REVIEWED BY RAY O’LEARY:
   

MICHAEL KURLAND, Editor – Sherlock Holmes: The Hidden Years. St. Martin’s, hardcover, November 2004; softcover, January 2006.

MICHAEL KURLAND Holmes Missing Years

    A solid collection of 12 pastiches recounting some of the adventures Holmes had during the “missing years” when he was thought to have died with Professor Moriarty at the Reichenbach Falls. All are original to this volume except for “The God of the Naked Unicorn,” by Richard Lupoff, written in 1976.

    Highlights are “The Beast of the Guangming Peak,” by Michael Mallory, which has an elderly Colonel in a retired soldiers’ home recalling events 50 years ago in the Himalayas on which he met an explorer named Sigerson (Holmes’s alias) and needy met the abominable snowman.

    “The Case of the Lugubrious Servant,” by Rhys Bowen, has Holmes suffering from amnesia after his encounter with Moriarty and thought to be a half-wit. He’s working as a handyman at a Swiss inn where he meets Sigmund Freud and recovers his memory in time to solve a murder.

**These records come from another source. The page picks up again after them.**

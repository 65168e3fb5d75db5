//! Output formatting for built trees: JSON and indented outline.

use crate::builder::Root;
use crate::entity::{Collection, Component, Node, Source};
use crate::types::FileTreeNode;
use serde_json::{Value, json};

/// Output format for a built tree.
#[derive(Debug, Clone, Copy, PartialEq, Eq)]
pub enum OutputFormat {
    Json,
    Tree,
}

/// Render a build result in the requested format.
pub fn render(root: &Root<'_>, format: OutputFormat) -> String {
    match format {
        OutputFormat::Json => {
            let value = root_json(root);
            serde_json::to_string_pretty(&value).unwrap_or_else(|_| value.to_string())
        }
        OutputFormat::Tree => root_tree(root),
    }
}

pub fn root_json(root: &Root<'_>) -> Value {
    match root {
        Root::Source(source) => source_json(source),
        Root::Component(component) => component_json(component),
    }
}

pub fn source_json(source: &Source) -> Value {
    let settings = source.settings();
    json!({
        "kind": "source",
        "name": source.name(),
        "dir": source.dir().to_string_lossy(),
        "status": settings.status,
        "preview": settings.preview,
        "prefix": settings.prefix,
        "tags": settings.tags,
        "context": settings.context,
        "display": settings.display,
        "items": source.items().iter().map(node_json).collect::<Vec<_>>(),
    })
}

pub fn node_json(node: &Node) -> Value {
    match node {
        Node::Component(c) => component_json(c),
        Node::Collection(c) => collection_json(c),
    }
}

fn collection_json(collection: &Collection) -> Value {
    json!({
        "kind": "collection",
        "name": collection.name(),
        "order": order_json(collection.order()),
        "hidden": collection.is_hidden(),
        "config": collection.config().values(),
        "items": collection.items().iter().map(node_json).collect::<Vec<_>>(),
    })
}

fn component_json(component: &Component) -> Value {
    json!({
        "kind": "component",
        "name": component.name(),
        "handle": component.handle(),
        "order": order_json(component.order()),
        "hidden": component.is_hidden(),
        "view": component.view().path_str(),
        "readme": component.readme().map(FileTreeNode::path_str),
        "variants": bases(component.var_views()),
        "files": bases(component.other()),
        "config": component.config().values(),
    })
}

/// Whole orders print as integers.
fn order_json(order: f64) -> Value {
    if order.fract() == 0.0 && order.abs() < i64::MAX as f64 {
        json!(order as i64)
    } else {
        json!(order)
    }
}

fn bases(files: &[FileTreeNode]) -> Vec<&str> {
    files.iter().map(|f| f.base.as_str()).collect()
}

/// Indented outline, two spaces per level.
pub fn root_tree(root: &Root<'_>) -> String {
    let mut out = String::new();
    match root {
        Root::Source(source) => {
            out.push_str(&format!("{}/\n", source.name()));
            for item in source.items() {
                push_node(&mut out, item, 1);
            }
        }
        Root::Component(component) => push_component(&mut out, component, 0),
    }
    out
}

fn push_node(out: &mut String, node: &Node, depth: usize) {
    match node {
        Node::Component(c) => push_component(out, c, depth),
        Node::Collection(c) => {
            out.push_str(&"  ".repeat(depth));
            out.push_str(&format!("{}/", c.name()));
            if c.is_hidden() {
                out.push_str(" (hidden)");
            }
            out.push('\n');
            for item in c.items() {
                push_node(out, item, depth + 1);
            }
        }
    }
}

fn push_component(out: &mut String, component: &Component, depth: usize) {
    out.push_str(&"  ".repeat(depth));
    out.push_str(&format!("{} [{}]", component.handle(), component.view().base));
    if !component.var_views().is_empty() {
        out.push_str(&format!(" +{} variants", component.var_views().len()));
    }
    if component.is_hidden() {
        out.push_str(" (hidden)");
    }
    out.push('\n');
}
use crate::schema::Attribute;
use serde::{Deserialize, Serialize};
use std::collections::BTreeMap;

/// The attributes of a content type or component, keyed by attribute name.
///
/// A [BTreeMap] keeps iteration order stable, so any SQL derived from a walk
/// over the attributes is deterministic.
pub type Attributes = BTreeMap<String, Attribute>;

/// A content type schema
#[derive(Debug, Clone, PartialEq, Serialize, Deserialize)]
#[serde(rename_all = "camelCase")]
pub struct ContentType {
    /// Globally unique identifier, e.g. `api::article.article`
    pub uid: String,
    /// Name of the table holding this content type's entries
    pub collection_name: String,
    /// Whether entries exist in draft and published variants
    #[serde(default)]
    pub draft_and_publish: bool,
    /// The declared attributes
    #[serde(default)]
    pub attributes: Attributes,
}

/// A component schema
#[derive(Debug, Clone, PartialEq, Serialize, Deserialize)]
#[serde(rename_all = "camelCase")]
pub struct Component {
    /// Globally unique identifier, e.g. `shared.seo`
    pub uid: String,
    /// Name of the table holding this component's entries
    pub collection_name: String,
    /// The declared attributes
    #[serde(default)]
    pub attributes: Attributes,
}

/// Holds every known content type and component schema, keyed by uid.
///
/// The registry is the single source of truth consulted when traversing data
/// payloads and when scanning for relations during publish and discard flows.
#[derive(Debug, Clone, Default)]
pub struct SchemaRegistry {
    content_types: BTreeMap<String, ContentType>,
    components: BTreeMap<String, Component>,
}

impl SchemaRegistry {
    /// Create an empty registry
    pub fn new() -> Self {
        Self::default()
    }

    /// Add a content type schema to the registry, replacing any schema with the same uid
    pub fn register_content_type(&mut self, content_type: ContentType) -> &mut Self {
        self.content_types
            .insert(content_type.uid.clone(), content_type);
        self
    }

    /// Add a component schema to the registry, replacing any schema with the same uid
    pub fn register_component(&mut self, component: Component) -> &mut Self {
        self.components.insert(component.uid.clone(), component);
        self
    }

    /// Look up a content type by uid
    pub fn content_type(&self, uid: &str) -> Option<&ContentType> {
        self.content_types.get(uid)
    }

    /// Look up a component by uid
    pub fn component(&self, uid: &str) -> Option<&Component> {
        self.components.get(uid)
    }

    /// Get the attributes of a content type or component by uid
    pub fn attributes(&self, uid: &str) -> Option<&Attributes> {
        self.content_types
            .get(uid)
            .map(|content_type| &content_type.attributes)
            .or_else(|| self.components.get(uid).map(|component| &component.attributes))
    }

    /// Iterate over all registered content types in uid order
    pub fn content_types(&self) -> impl Iterator<Item = &ContentType> {
        self.content_types.values()
    }

    /// Iterate over all registered components in uid order
    pub fn components(&self) -> impl Iterator<Item = &Component> {
        self.components.values()
    }
}

#[cfg(test)]
mod tests {
    use super::*;
    use pretty_assertions::assert_eq;
    use serde_json::json;

    #[test]
    fn content_type_from_json() {
        let content_type: ContentType = serde_json::from_value(json!({
            "uid": "api::article.article",
            "collectionName": "articles",
            "draftAndPublish": true,
            "attributes": {
                "title": { "type": "string" },
                "categories": {
                    "type": "relation",
                    "relation": "manyToMany",
                    "target": "api::category.category",
                    "inversedBy": "articles"
                }
            }
        }))
        .unwrap();

        assert_eq!(content_type.uid, "api::article.article");
        assert_eq!(content_type.collection_name, "articles");
        assert!(content_type.draft_and_publish);
        assert_eq!(content_type.attributes.len(), 2);
        assert_eq!(content_type.attributes["title"], Attribute::Scalar);
        assert!(content_type.attributes["categories"].as_relation().is_some());
    }

    #[test]
    fn registry_lookups() {
        let mut registry = SchemaRegistry::new();
        registry
            .register_content_type(ContentType {
                uid: "api::article.article".to_owned(),
                collection_name: "articles".to_owned(),
                draft_and_publish: true,
                attributes: Attributes::new(),
            })
            .register_component(Component {
                uid: "shared.seo".to_owned(),
                collection_name: "components_shared_seos".to_owned(),
                attributes: Attributes::new(),
            });

        assert!(registry.content_type("api::article.article").is_some());
        assert!(registry.content_type("api::missing.missing").is_none());
        assert!(registry.component("shared.seo").is_some());
        assert!(registry.attributes("api::article.article").is_some());
        assert!(registry.attributes("shared.seo").is_some());
        assert!(registry.attributes("shared.missing").is_none());
        assert_eq!(registry.content_types().count(), 1);
        assert_eq!(registry.components().count(), 1);
    }
}
use sea_query::{Alias, ColumnDef, Index, IndexCreateStatement, Table, TableCreateStatement};

use crate::schema::{
    ContentType, DOCUMENT_ID_COLUMN, ID_COLUMN, JoinTable, LOCALE_COLUMN, PUBLISHED_AT_COLUMN,
};

/// Build the `CREATE TABLE` statement for a relation join table.
///
/// The table carries a surrogate primary key, one foreign key column per side
/// and the optional fractional order columns. No `FOREIGN KEY` constraints are
/// emitted since the descriptor does not name the referenced tables.
pub fn join_table_create_statement(join_table: &JoinTable) -> TableCreateStatement {
    let mut stmt = Table::create();
    stmt.table(Alias::new(&join_table.name))
        .if_not_exists()
        .col(
            ColumnDef::new(Alias::new(ID_COLUMN))
                .big_integer()
                .not_null()
                .auto_increment()
                .primary_key(),
        )
        .col(
            ColumnDef::new(Alias::new(&join_table.source_column))
                .big_integer()
                .not_null(),
        )
        .col(
            ColumnDef::new(Alias::new(&join_table.target_column))
                .big_integer()
                .not_null(),
        );
    if let Some(order_column) = &join_table.order_column {
        stmt.col(ColumnDef::new(Alias::new(order_column)).double());
    }
    if let Some(inverse_order_column) = &join_table.inverse_order_column {
        stmt.col(ColumnDef::new(Alias::new(inverse_order_column)).double());
    }
    stmt
}

/// Indexes expected on a join table: one per foreign key plus a unique
/// constraint over the pair.
pub fn join_table_index_statements(join_table: &JoinTable) -> Vec<IndexCreateStatement> {
    let table = Alias::new(&join_table.name);
    vec![
        Index::create()
            .name(&format!("{}_fk", join_table.name))
            .table(table.clone())
            .col(Alias::new(&join_table.source_column))
            .to_owned(),
        Index::create()
            .name(&format!("{}_inv_fk", join_table.name))
            .table(table.clone())
            .col(Alias::new(&join_table.target_column))
            .to_owned(),
        Index::create()
            .name(&format!("{}_unique", join_table.name))
            .table(table)
            .col(Alias::new(&join_table.source_column))
            .col(Alias::new(&join_table.target_column))
            .unique()
            .to_owned(),
    ]
}

/// Build the `CREATE TABLE` statement for a content type's entry table,
/// reduced to the columns the engine reads. `published_at` doubles as the
/// draft marker, NULL means draft.
pub fn entry_table_create_statement(content_type: &ContentType) -> TableCreateStatement {
    let mut stmt = Table::create();
    stmt.table(Alias::new(&content_type.collection_name))
        .if_not_exists()
        .col(
            ColumnDef::new(Alias::new(ID_COLUMN))
                .big_integer()
                .not_null()
                .auto_increment()
                .primary_key(),
        )
        .col(
            ColumnDef::new(Alias::new(DOCUMENT_ID_COLUMN))
                .string()
                .not_null(),
        )
        .col(ColumnDef::new(Alias::new(LOCALE_COLUMN)).string())
        .col(ColumnDef::new(Alias::new(PUBLISHED_AT_COLUMN)).timestamp());
    stmt
}
#![cfg(feature = "mock")]

use document_relations::sea_query::Value;
use document_relations::tests_cfg::blog_registry;
use document_relations::{
    Connect, DbBackend, DbErr, DocumentStatus, EntryVersion, LinkPlan, LinkSnapshot, MockDatabase,
    Position, RelationId, RelationOps, RelationValue, Statement, Transaction, TransactionTrait,
    extract_entry_ids, load_bidirectional_orders, plan_links, resolve_entry_ids,
    sync_bidirectional_orders,
};
use maplit::btreemap;
use pretty_assertions::assert_eq;
use serde_json::json;

#[smol_potat::test]
async fn relation_payload_flows_from_extraction_to_a_link_plan() {
    let registry = blog_registry();
    let payload = json!({
        "title": "Sea shanties",
        "categories": { "connect": [{ "id": "doc-shanty", "position": { "start": true } }] },
        "tags": [3, 4],
    });

    let referenced = extract_entry_ids(&registry, "api::article.article", &payload);
    assert_eq!(
        referenced,
        [
            RelationId::from("doc-shanty"),
            RelationId::Int(3),
            RelationId::Int(4),
        ]
    );

    let db = MockDatabase::new(DbBackend::Postgres)
        .append_query_results([vec![btreemap! {
            "id" => Value::BigInt(Some(7)),
            "document_id" => Value::from("doc-shanty"),
        }]])
        .into_connection();

    let resolved = resolve_entry_ids(
        &db,
        &registry,
        "api::category.category",
        &[RelationId::from("doc-shanty")],
        DocumentStatus::Draft,
        Some("en"),
    )
    .await
    .unwrap();
    assert_eq!(resolved, btreemap! { RelationId::from("doc-shanty") => 7 });

    let ops = RelationOps {
        connect: vec![Connect::at(7, Position::Start)],
        ..Default::default()
    };
    let plan = plan_links(&[], &RelationValue::Ops(ops), false).unwrap();
    assert_eq!(
        plan,
        LinkPlan {
            detach: vec![],
            attach: vec![(RelationId::Int(7), 1.0)],
        }
    );

    assert_eq!(
        db.into_transaction_log(),
        [Transaction::one(Statement::from_sql_and_values(
            DbBackend::Postgres,
            r#"SELECT "id", "document_id" FROM "categories" WHERE "document_id" IN ($1) AND "published_at" IS NULL AND "locale" = $2"#,
            ["doc-shanty".into(), "en".into()],
        ))]
    );
}

#[smol_potat::test]
async fn publishing_rewrites_inverse_orders_onto_the_new_entries() {
    let db = MockDatabase::new(DbBackend::Postgres)
        .append_query_results([
            // categories pointing at either draft
            vec![
                btreemap! {
                    "category_id" => Value::BigInt(Some(7)),
                    "article_id" => Value::BigInt(Some(1)),
                    "article_ord" => Value::Double(Some(2.0)),
                },
                btreemap! {
                    "category_id" => Value::BigInt(Some(7)),
                    "article_id" => Value::BigInt(Some(2)),
                    "article_ord" => Value::Double(Some(1.0)),
                },
            ],
            // tags
            vec![],
            // writer
            vec![btreemap! {
                "author_id" => Value::BigInt(Some(9)),
                "article_id" => Value::BigInt(Some(2)),
                "article_ord" => Value::Double(Some(1.0)),
            }],
        ])
        .append_exec_results(vec![Default::default(); 3])
        .into_connection();

    let snapshots = db
        .transaction::<_, Vec<LinkSnapshot>, DbErr>(|txn| {
            Box::pin(async move {
                let registry = blog_registry();
                let old_versions = [
                    EntryVersion::new(1, Some("en")),
                    EntryVersion::new(2, Some("fr")),
                ];
                let new_versions = [
                    EntryVersion::new(11, Some("en")),
                    EntryVersion::new(12, Some("fr")),
                ];
                let snapshots = load_bidirectional_orders(
                    txn,
                    &registry,
                    "api::article.article",
                    &old_versions,
                )
                .await?;
                sync_bidirectional_orders(txn, &old_versions, &new_versions, &snapshots).await?;
                Ok(snapshots)
            })
        })
        .await
        .unwrap();

    let captured: Vec<&str> = snapshots
        .iter()
        .map(|snapshot| snapshot.join_table.name.as_str())
        .collect();
    assert_eq!(captured, ["articles_categories_lnk", "articles_author_lnk"]);

    assert_eq!(
        db.into_transaction_log(),
        [Transaction::many([
            Statement::from_string(DbBackend::Postgres, "BEGIN"),
            Statement::from_sql_and_values(
                DbBackend::Postgres,
                r#"SELECT "category_id", "article_id", "article_ord" FROM "articles_categories_lnk" WHERE "article_id" IN ($1, $2)"#,
                [1i64.into(), 2i64.into()],
            ),
            Statement::from_sql_and_values(
                DbBackend::Postgres,
                r#"SELECT "tag_id", "article_id", "article_ord" FROM "articles_tags_lnk" WHERE "article_id" IN ($1, $2)"#,
                [1i64.into(), 2i64.into()],
            ),
            Statement::from_sql_and_values(
                DbBackend::Postgres,
                r#"SELECT "author_id", "article_id", "article_ord" FROM "articles_author_lnk" WHERE "article_id" IN ($1, $2)"#,
                [1i64.into(), 2i64.into()],
            ),
            Statement::from_sql_and_values(
                DbBackend::Postgres,
                r#"UPDATE "articles_categories_lnk" SET "article_ord" = $1 WHERE "category_id" = $2 AND "article_id" = $3"#,
                [Value::Double(Some(2.0)), 7i64.into(), 11i64.into()],
            ),
            Statement::from_sql_and_values(
                DbBackend::Postgres,
                r#"UPDATE "articles_categories_lnk" SET "article_ord" = $1 WHERE "category_id" = $2 AND "article_id" = $3"#,
                [Value::Double(Some(1.0)), 7i64.into(), 12i64.into()],
            ),
            Statement::from_sql_and_values(
                DbBackend::Postgres,
                r#"UPDATE "articles_author_lnk" SET "article_ord" = $1 WHERE "author_id" = $2 AND "article_id" = $3"#,
                [Value::Double(Some(1.0)), 9i64.into(), 12i64.into()],
            ),
            Statement::from_string(DbBackend::Postgres, "COMMIT"),
        ])]
    );
}

#[smol_potat::test]
async fn discarding_a_draft_only_touches_locales_that_gained_a_replacement() {
    let db = MockDatabase::new(DbBackend::Postgres)
        .append_query_results([
            vec![
                btreemap! {
                    "category_id" => Value::BigInt(Some(7)),
                    "article_id" => Value::BigInt(Some(11)),
                    "article_ord" => Value::Double(Some(4.0)),
                },
                btreemap! {
                    "category_id" => Value::BigInt(Some(7)),
                    "article_id" => Value::BigInt(Some(12)),
                    "article_ord" => Value::Double(Some(9.0)),
                },
            ],
            vec![],
            vec![],
        ])
        .append_exec_results([Default::default()])
        .into_connection();

    // the French draft was deleted outright, only English gets a fresh copy
    db.transaction::<_, (), DbErr>(|txn| {
        Box::pin(async move {
            let registry = blog_registry();
            let old_versions = [
                EntryVersion::new(11, Some("en")),
                EntryVersion::new(12, Some("fr")),
            ];
            let new_versions = [EntryVersion::new(21, Some("en"))];
            let snapshots =
                load_bidirectional_orders(txn, &registry, "api::article.article", &old_versions)
                    .await?;
            sync_bidirectional_orders(txn, &old_versions, &new_versions, &snapshots).await
        })
    })
    .await
    .unwrap();

    assert_eq!(
        db.into_transaction_log(),
        [Transaction::many([
            Statement::from_string(DbBackend::Postgres, "BEGIN"),
            Statement::from_sql_and_values(
                DbBackend::Postgres,
                r#"SELECT "category_id", "article_id", "article_ord" FROM "articles_categories_lnk" WHERE "article_id" IN ($1, $2)"#,
                [11i64.into(), 12i64.into()],
            ),
            Statement::from_sql_and_values(
                DbBackend::Postgres,
                r#"SELECT "tag_id", "article_id", "article_ord" FROM "articles_tags_lnk" WHERE "article_id" IN ($1, $2)"#,
                [11i64.into(), 12i64.into()],
            ),
            Statement::from_sql_and_values(
                DbBackend::Postgres,
                r#"SELECT "author_id", "article_id", "article_ord" FROM "articles_author_lnk" WHERE "article_id" IN ($1, $2)"#,
                [11i64.into(), 12i64.into()],
            ),
            Statement::from_sql_and_values(
                DbBackend::Postgres,
                r#"UPDATE "articles_categories_lnk" SET "article_ord" = $1 WHERE "category_id" = $2 AND "article_id" = $3"#,
                [Value::Double(Some(4.0)), 7i64.into(), 21i64.into()],
            ),
            Statement::from_string(DbBackend::Postgres, "COMMIT"),
        ])]
    );
}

    “The Bughouse Caper” features Holmes in San Francisco where Pronzini’s cowboy/PI Jack Quincannon gets jealous of him while working on a burglary and murder case. Michael Kurland’s own “Reichenbach” has both Holmes and Moriarty faking their deaths to go undercover for the British government at the behest of brother Mycroft.

    In “The Adventure of the Missing Detective,” by Gary Lovisi, Holmes crosses into a parallel universe where he died and Moriarty survived to become the power behind King Albert Christian Edward Victor of England (Victoria’s grandson thought by some to be Jack the Ripper) who is turning Britain into a dictatorship.

    And “Cross of Gold” by Michael Collins tells the story of an elderly stepgrandmother telling how the grandfather, a newly arrived immigrant to America, was accused of murdering a wealthy man because of his left-wing sympathies and was cleared by Sherlock Holmes in New York City. The grandson is Dan Fortune.

    These and the other stories here make worthwhile reading and healthy additions to the mountain of Holmes stories written about him since Conan Doyle went to that undiscovered country.